Significantly greater costs associated with growing populations and major river flooding are also forecast for Melbourne and Brisbane.

“Coastal population centres in South East Queensland and North East NSW will experience some of the highest increases in costs as they become more exposed to tropical cyclones and floods,” Deloitte says.

A low emissions scenario is “increasingly unlikely to be realised,” it says, while warning that a high emissions scenario introduces an additional $125 billion in costs over 40 years and urging that it is “imperative” that a low emissions future be realised to offset climate change influence on the frequency and severity of natural disaster events.

“Delaying action will ultimately mean paying more later as the costs from natural disasters increase,” it said.

Under a climate scenario of 3 degrees Celsius above pre-industrial levels just after 2060, the estimated cost of natural disasters to Australia was $94 billion a year, 29% higher than under a low emissions climate scenario.

The Roundtable has released five independent research reports that quantify the financial and social costs of disasters and recommend national investment in disaster resilience and mitigation activities as the most effective way to protect people and communities.

Last year, natural disaster costs were around 2% of Australia’s Gross Domestic Product. Under a low emissions scenario in which timely action sees emissions reach zero by 2100, Deloitte forecasts the annual cost will still rise to 4% of Australia’s 2020 GDP.
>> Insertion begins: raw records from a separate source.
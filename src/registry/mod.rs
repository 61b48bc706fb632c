//! Session registry
//!
//! Maps small integer session ids to engine instances.
//!
//! # Guarantees
//!
//! - Ids are assigned from 0 in strictly increasing order, only once the
//!   engine factory has produced an instance, and are never reused.
//! - Storage grows in fixed-size chunks. Growth copies slot contents, never
//!   the instances themselves, so a handle looked up before a growth event is
//!   identical afterwards.
//! - `acquire` calls are serialized (the engine factory is not reentrant);
//!   lookups only take a short shared read of the table and never wait on a
//!   factory call.
//! - A session is a reference-counted lease. Releasing a session tears the
//!   instance down only after every outstanding lease (forwarded call, armed
//!   interrupt) has been dropped.

use std::fmt;
use std::sync::atomic::{AtomicBool, AtomicUsize, Ordering};
use std::sync::{Arc, Mutex};

use parking_lot::RwLock;
use serde::{Deserialize, Serialize};
use thiserror::Error;
use tracing::{debug, warn};

use crate::engine::{Engine, EngineHandle};

mod forward;

/// Default number of slots added per growth step.
pub const DEFAULT_CHUNK_SIZE: usize = 1024;

/// Registry errors
#[derive(Debug, Clone, PartialEq, Eq, Error)]
pub enum RegistryError {
    #[error("invalid session id {0}")]
    SessionNotFound(i64),

    #[error("session allocation failed: {0}")]
    AllocationFailure(String),

    #[error("session registry lock was abandoned")]
    LockAbandoned,
}

impl RegistryError {
    /// Sentinel status reported across the engine ABI.
    pub fn code(&self) -> i32 {
        match self {
            RegistryError::SessionNotFound(_) => -1,
            RegistryError::AllocationFailure(_) => -2,
            RegistryError::LockAbandoned => -3,
        }
    }
}

/// Stable identifier of a session.
#[derive(Debug, Clone, Copy, PartialEq, Eq, PartialOrd, Ord, Hash)]
pub struct SessionId(usize);

impl SessionId {
    /// Slot index in the registry.
    #[inline]
    pub fn index(self) -> usize {
        self.0
    }
}

impl fmt::Display for SessionId {
    fn fmt(
        &self,
        f: &mut fmt::Formatter<'_>,
    ) -> fmt::Result {
        write!(f, "{}", self.0)
    }
}

impl From<SessionId> for i64 {
    fn from(id: SessionId) -> Self {
        id.0 as i64
    }
}

impl TryFrom<i64> for SessionId {
    type Error = RegistryError;

    fn try_from(raw: i64) -> Result<Self, Self::Error> {
        usize::try_from(raw)
            .map(SessionId)
            .map_err(|_| RegistryError::SessionNotFound(raw))
    }
}

/// Registry configuration
#[derive(Debug, Clone, Serialize, Deserialize)]
pub struct RegistryConfig {
    /// Slots added each time storage is exhausted
    #[serde(default = "default_chunk_size")]
    pub chunk_size: usize,
    /// Upper bound on sessions ever created
    #[serde(default)]
    pub max_sessions: Option<usize>,
}

fn default_chunk_size() -> usize {
    DEFAULT_CHUNK_SIZE
}

impl Default for RegistryConfig {
    fn default() -> Self {
        Self {
            chunk_size: DEFAULT_CHUNK_SIZE,
            max_sessions: None,
        }
    }
}

/// One engine instance owned by the registry.
pub struct Session<E: Engine> {
    id: SessionId,
    handle: EngineHandle,
    engine: Arc<E>,
    released: AtomicBool,
}

/// Borrowed access to a session for the duration of a call.
pub type Lease<E> = Arc<Session<E>>;

impl<E: Engine> Session<E> {
    fn new(
        id: SessionId,
        handle: EngineHandle,
        engine: Arc<E>,
    ) -> Self {
        Self {
            id,
            handle,
            engine,
            released: AtomicBool::new(false),
        }
    }

    pub fn id(&self) -> SessionId {
        self.id
    }

    pub fn handle(&self) -> EngineHandle {
        self.handle
    }

    pub fn is_released(&self) -> bool {
        self.released.load(Ordering::Acquire)
    }
}

impl<E: Engine> fmt::Debug for Session<E> {
    fn fmt(
        &self,
        f: &mut fmt::Formatter<'_>,
    ) -> fmt::Result {
        f.debug_struct("Session")
            .field("id", &self.id)
            .field("handle", &self.handle)
            .field("released", &self.is_released())
            .finish()
    }
}

impl<E: Engine> Drop for Session<E> {
    fn drop(&mut self) {
        // Unreleased sessions live until process teardown.
        if self.released.load(Ordering::Acquire) {
            let status = self.engine.free(self.handle);
            debug!(session = %self.id, status, "engine instance freed");
        }
    }
}

enum Slot<E: Engine> {
    Live(Lease<E>),
    Released,
}

/// Thread-safe table of engine sessions.
pub struct Registry<E: Engine> {
    engine: Arc<E>,
    config: RegistryConfig,
    /// Serializes `acquire`; poisoning marks an abandoned lock.
    acquire_lock: Mutex<()>,
    slots: RwLock<Vec<Slot<E>>>,
    growth_events: AtomicUsize,
}

impl<E: Engine> Registry<E> {
    /// Create the registry with one chunk of storage.
    pub fn init(
        engine: Arc<E>,
        mut config: RegistryConfig,
    ) -> Result<Self, RegistryError> {
        config.chunk_size = config.chunk_size.max(1);
        let mut slots = Vec::new();
        slots
            .try_reserve_exact(config.chunk_size)
            .map_err(|e| RegistryError::AllocationFailure(e.to_string()))?;
        debug!(capacity = slots.capacity(), "session registry initialised");
        Ok(Self {
            engine,
            config,
            acquire_lock: Mutex::new(()),
            slots: RwLock::new(slots),
            growth_events: AtomicUsize::new(0),
        })
    }

    /// The engine sessions are created on.
    pub fn engine(&self) -> &Arc<E> {
        &self.engine
    }

    /// Create a new engine instance and assign it the next session id.
    ///
    /// On any failure nothing is mutated and no id is consumed.
    pub fn acquire(&self) -> Result<SessionId, RegistryError> {
        let _guard = match self.acquire_lock.lock() {
            Ok(guard) => guard,
            Err(poisoned) => {
                drop(poisoned);
                warn!("session registry lock was abandoned by a panicking holder");
                self.acquire_lock.clear_poison();
                return Err(RegistryError::LockAbandoned);
            }
        };

        self.reserve_slot()?;

        let handle = self.engine.create().ok_or_else(|| {
            RegistryError::AllocationFailure("engine factory returned no instance".to_string())
        })?;

        let mut slots = self.slots.write();
        let id = SessionId(slots.len());
        slots.push(Slot::Live(Arc::new(Session::new(
            id,
            handle,
            Arc::clone(&self.engine),
        ))));
        debug!(session = %id, "session created");
        Ok(id)
    }

    /// Make sure one more slot fits without reallocating during the append.
    fn reserve_slot(&self) -> Result<(), RegistryError> {
        {
            let slots = self.slots.read();
            if let Some(max) = self.config.max_sessions {
                if slots.len() >= max {
                    return Err(RegistryError::AllocationFailure(format!(
                        "session limit of {} reached",
                        max
                    )));
                }
            }
            if slots.len() < slots.capacity() {
                return Ok(());
            }
        }

        let mut slots = self.slots.write();
        slots
            .try_reserve_exact(self.config.chunk_size)
            .map_err(|e| RegistryError::AllocationFailure(e.to_string()))?;
        self.growth_events.fetch_add(1, Ordering::Relaxed);
        debug!(capacity = slots.capacity(), "session table grown");
        Ok(())
    }

    /// Resolve a session id to a lease on its instance.
    pub fn lookup(&self, id: SessionId) -> Result<Lease<E>, RegistryError> {
        match self.slots.read().get(id.index()) {
            Some(Slot::Live(session)) => Ok(Arc::clone(session)),
            _ => Err(RegistryError::SessionNotFound(id.into())),
        }
    }

    /// Resolve a raw ABI id; negative ids are never valid.
    pub fn lookup_raw(&self, raw: i64) -> Result<Lease<E>, RegistryError> {
        self.lookup(SessionId::try_from(raw)?)
    }

    /// Release a session. The engine teardown runs once no lease remains.
    pub fn release(&self, id: SessionId) -> Result<(), RegistryError> {
        let session = {
            let mut slots = self.slots.write();
            let slot = slots
                .get_mut(id.index())
                .ok_or(RegistryError::SessionNotFound(id.into()))?;
            let Slot::Live(session) = std::mem::replace(slot, Slot::Released) else {
                return Err(RegistryError::SessionNotFound(id.into()));
            };
            session
        };
        session.released.store(true, Ordering::Release);
        debug!(
            session = %id,
            leases = Arc::strong_count(&session) - 1,
            "session released"
        );
        Ok(())
    }

    /// Highest id assigned so far.
    pub fn highest_assigned(&self) -> Option<SessionId> {
        self.slots.read().len().checked_sub(1).map(SessionId)
    }

    /// Number of ids assigned so far, released ones included.
    pub fn len(&self) -> usize {
        self.slots.read().len()
    }

    pub fn is_empty(&self) -> bool {
        self.len() == 0
    }

    /// Current slot capacity.
    pub fn capacity(&self) -> usize {
        self.slots.read().capacity()
    }

    /// Number of times storage has grown past its initial chunk.
    pub fn growth_events(&self) -> usize {
        self.growth_events.load(Ordering::Relaxed)
    }

    /// Drop the backing storage. Sessions that were never released are not
    /// torn down; they live until the process exits.
    pub fn shutdown(self) {
        let slots = self.slots.into_inner();
        let live = slots
            .iter()
            .filter(|slot| matches!(slot, Slot::Live(_)))
            .count();
        debug!(sessions = slots.len(), live, "session registry shut down");
    }
}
IAG MD and CEO Nick Hawkins says the forecasts reinforce that action to limit climate change must be coupled with interventions to better prepare communities via a collective effort from government, businesses and the community.

“The Roundtable members are seeing firsthand the impacts of more extreme, more frequent weather events on Australians, and this latest report provides further evidence that we must all continue to invest in increasing resilience to protect communities and ultimately, save lives,” Mr Hawkins said.

Deloitte’s forecasts include smaller natural disaster events which are not always captured by insured-loss data, and consider how costs vary under different future temperatures scenarios.